*** RECORDED DATA ***

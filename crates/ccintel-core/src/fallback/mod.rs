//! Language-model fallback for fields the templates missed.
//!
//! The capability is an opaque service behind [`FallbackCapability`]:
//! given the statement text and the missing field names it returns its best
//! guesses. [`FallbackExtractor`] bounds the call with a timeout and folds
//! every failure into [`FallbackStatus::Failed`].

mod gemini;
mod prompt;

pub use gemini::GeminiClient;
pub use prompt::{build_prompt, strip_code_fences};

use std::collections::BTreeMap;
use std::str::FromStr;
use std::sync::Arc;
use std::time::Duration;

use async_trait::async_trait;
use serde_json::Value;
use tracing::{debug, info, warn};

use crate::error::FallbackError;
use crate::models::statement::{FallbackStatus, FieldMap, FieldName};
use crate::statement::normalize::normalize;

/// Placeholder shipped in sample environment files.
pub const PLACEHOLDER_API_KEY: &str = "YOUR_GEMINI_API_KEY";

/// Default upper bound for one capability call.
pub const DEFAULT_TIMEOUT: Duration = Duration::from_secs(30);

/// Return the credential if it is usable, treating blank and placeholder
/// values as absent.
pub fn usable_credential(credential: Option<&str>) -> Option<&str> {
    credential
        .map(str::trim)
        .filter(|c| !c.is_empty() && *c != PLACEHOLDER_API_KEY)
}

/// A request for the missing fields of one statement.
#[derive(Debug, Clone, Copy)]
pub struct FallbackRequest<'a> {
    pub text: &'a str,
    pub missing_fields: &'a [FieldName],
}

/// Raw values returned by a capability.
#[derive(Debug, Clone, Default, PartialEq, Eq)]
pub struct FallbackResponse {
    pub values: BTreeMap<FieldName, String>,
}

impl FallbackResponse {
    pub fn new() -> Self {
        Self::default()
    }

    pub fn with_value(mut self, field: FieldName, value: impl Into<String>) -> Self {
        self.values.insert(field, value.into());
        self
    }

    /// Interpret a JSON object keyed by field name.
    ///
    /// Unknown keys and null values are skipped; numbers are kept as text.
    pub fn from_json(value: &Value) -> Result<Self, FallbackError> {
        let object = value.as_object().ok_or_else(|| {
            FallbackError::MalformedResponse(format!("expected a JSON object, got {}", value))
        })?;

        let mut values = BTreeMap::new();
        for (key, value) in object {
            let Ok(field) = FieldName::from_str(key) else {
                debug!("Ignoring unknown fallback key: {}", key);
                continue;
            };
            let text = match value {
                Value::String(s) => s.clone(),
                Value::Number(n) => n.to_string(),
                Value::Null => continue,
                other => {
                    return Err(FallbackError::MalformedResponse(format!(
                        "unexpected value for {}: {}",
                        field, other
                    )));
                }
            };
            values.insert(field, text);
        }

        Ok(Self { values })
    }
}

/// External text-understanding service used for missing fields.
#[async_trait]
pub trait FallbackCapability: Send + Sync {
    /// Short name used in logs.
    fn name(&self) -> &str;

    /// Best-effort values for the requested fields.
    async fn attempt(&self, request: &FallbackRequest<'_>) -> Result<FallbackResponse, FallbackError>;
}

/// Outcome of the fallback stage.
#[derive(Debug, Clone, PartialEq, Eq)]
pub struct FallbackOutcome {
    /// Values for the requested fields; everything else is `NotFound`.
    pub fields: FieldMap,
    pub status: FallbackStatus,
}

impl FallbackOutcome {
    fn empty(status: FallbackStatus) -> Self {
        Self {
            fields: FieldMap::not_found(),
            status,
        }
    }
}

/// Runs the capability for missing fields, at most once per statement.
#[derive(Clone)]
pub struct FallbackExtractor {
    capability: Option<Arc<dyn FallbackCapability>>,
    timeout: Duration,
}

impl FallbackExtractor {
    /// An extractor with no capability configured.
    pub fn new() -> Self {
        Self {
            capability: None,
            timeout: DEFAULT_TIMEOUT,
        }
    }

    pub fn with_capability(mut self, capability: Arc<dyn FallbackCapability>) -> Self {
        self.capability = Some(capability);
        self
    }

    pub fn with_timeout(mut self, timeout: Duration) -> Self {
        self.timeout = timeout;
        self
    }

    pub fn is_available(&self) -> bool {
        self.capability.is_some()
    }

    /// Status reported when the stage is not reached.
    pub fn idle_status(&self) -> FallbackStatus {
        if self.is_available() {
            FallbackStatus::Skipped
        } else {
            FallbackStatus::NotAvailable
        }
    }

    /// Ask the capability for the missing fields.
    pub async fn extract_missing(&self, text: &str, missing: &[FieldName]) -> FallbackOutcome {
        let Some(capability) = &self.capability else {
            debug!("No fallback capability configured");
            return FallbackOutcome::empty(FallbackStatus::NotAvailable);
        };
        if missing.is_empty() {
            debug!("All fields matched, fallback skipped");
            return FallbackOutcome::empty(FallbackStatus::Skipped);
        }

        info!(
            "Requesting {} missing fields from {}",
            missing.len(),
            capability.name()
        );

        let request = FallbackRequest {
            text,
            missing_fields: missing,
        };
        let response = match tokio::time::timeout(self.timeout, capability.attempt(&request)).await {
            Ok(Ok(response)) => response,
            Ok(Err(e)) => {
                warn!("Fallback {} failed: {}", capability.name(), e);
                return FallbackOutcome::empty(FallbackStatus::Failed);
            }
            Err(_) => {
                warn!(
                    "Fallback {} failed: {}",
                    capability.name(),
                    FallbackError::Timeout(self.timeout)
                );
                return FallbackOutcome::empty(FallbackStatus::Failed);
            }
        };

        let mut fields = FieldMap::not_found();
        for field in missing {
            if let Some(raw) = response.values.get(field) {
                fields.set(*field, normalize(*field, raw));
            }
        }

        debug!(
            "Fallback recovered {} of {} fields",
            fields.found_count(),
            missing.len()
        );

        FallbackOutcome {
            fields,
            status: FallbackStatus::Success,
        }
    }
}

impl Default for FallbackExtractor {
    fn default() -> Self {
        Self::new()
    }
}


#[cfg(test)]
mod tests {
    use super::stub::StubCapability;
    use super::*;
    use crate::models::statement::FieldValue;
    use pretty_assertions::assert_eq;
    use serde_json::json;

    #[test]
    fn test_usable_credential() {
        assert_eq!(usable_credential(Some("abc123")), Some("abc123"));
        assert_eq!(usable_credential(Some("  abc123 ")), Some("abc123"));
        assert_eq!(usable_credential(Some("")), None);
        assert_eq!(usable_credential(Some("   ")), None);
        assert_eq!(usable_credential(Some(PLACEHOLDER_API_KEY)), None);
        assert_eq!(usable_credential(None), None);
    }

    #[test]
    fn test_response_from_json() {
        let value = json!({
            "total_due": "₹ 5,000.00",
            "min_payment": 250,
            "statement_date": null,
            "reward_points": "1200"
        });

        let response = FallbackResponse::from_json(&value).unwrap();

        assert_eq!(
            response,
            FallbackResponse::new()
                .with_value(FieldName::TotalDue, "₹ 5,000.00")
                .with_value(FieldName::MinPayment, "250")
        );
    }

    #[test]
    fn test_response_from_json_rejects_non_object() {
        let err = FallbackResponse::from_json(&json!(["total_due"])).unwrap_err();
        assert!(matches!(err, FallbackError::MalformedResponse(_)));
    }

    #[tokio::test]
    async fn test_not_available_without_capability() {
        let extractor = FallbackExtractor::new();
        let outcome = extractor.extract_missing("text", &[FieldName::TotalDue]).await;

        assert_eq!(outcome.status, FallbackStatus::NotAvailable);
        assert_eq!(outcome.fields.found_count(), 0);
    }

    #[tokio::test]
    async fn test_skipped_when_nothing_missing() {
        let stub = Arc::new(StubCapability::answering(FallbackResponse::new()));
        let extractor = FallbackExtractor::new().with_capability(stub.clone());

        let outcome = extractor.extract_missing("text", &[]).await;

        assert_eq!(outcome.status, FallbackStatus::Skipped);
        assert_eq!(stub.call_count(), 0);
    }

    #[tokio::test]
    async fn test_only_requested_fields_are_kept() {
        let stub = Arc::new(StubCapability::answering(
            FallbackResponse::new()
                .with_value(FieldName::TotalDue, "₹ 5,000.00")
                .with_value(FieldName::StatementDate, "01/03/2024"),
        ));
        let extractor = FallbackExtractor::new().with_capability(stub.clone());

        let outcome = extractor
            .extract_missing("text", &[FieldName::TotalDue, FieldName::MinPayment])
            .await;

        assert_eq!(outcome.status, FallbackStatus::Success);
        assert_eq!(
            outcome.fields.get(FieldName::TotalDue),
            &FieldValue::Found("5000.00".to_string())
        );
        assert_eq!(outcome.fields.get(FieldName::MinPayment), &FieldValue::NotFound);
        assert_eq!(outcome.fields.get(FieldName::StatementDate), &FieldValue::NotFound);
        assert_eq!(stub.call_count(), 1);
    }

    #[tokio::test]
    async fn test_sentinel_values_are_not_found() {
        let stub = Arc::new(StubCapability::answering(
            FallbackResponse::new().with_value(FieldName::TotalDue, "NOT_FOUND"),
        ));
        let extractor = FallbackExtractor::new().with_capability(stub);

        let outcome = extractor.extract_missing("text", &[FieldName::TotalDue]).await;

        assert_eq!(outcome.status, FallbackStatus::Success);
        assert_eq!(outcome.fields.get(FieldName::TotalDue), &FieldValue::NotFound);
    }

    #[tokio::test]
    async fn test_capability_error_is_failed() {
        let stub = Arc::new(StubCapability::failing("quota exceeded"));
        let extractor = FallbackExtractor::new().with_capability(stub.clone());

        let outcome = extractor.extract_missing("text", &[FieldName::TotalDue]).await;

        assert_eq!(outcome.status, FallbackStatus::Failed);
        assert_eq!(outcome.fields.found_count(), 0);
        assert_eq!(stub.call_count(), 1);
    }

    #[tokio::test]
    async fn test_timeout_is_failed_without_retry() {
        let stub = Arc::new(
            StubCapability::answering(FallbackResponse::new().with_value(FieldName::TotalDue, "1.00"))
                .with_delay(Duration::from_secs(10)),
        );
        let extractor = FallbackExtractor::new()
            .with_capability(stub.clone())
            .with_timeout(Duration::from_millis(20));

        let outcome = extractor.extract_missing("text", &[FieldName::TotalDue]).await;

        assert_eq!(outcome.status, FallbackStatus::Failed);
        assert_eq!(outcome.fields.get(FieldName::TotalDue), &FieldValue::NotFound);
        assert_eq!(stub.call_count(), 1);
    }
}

*** End of RECORDED DATA ***

WHAT NEEDS TO BE DONE – Copy out each line from the preceding entries that mentions the word "NotFound".

OUTPUT OF THE TASK –
    /// Values for the requested fields; everything else is `NotFound`.
        assert_eq!(outcome.fields.get(FieldName::MinPayment), &FieldValue::NotFound);
        assert_eq!(outcome.fields.get(FieldName::StatementDate), &FieldValue::NotFound);
        assert_eq!(outcome.fields.get(FieldName::TotalDue), &FieldValue::NotFound);
        assert_eq!(outcome.fields.get(FieldName::TotalDue), &FieldValue::NotFound);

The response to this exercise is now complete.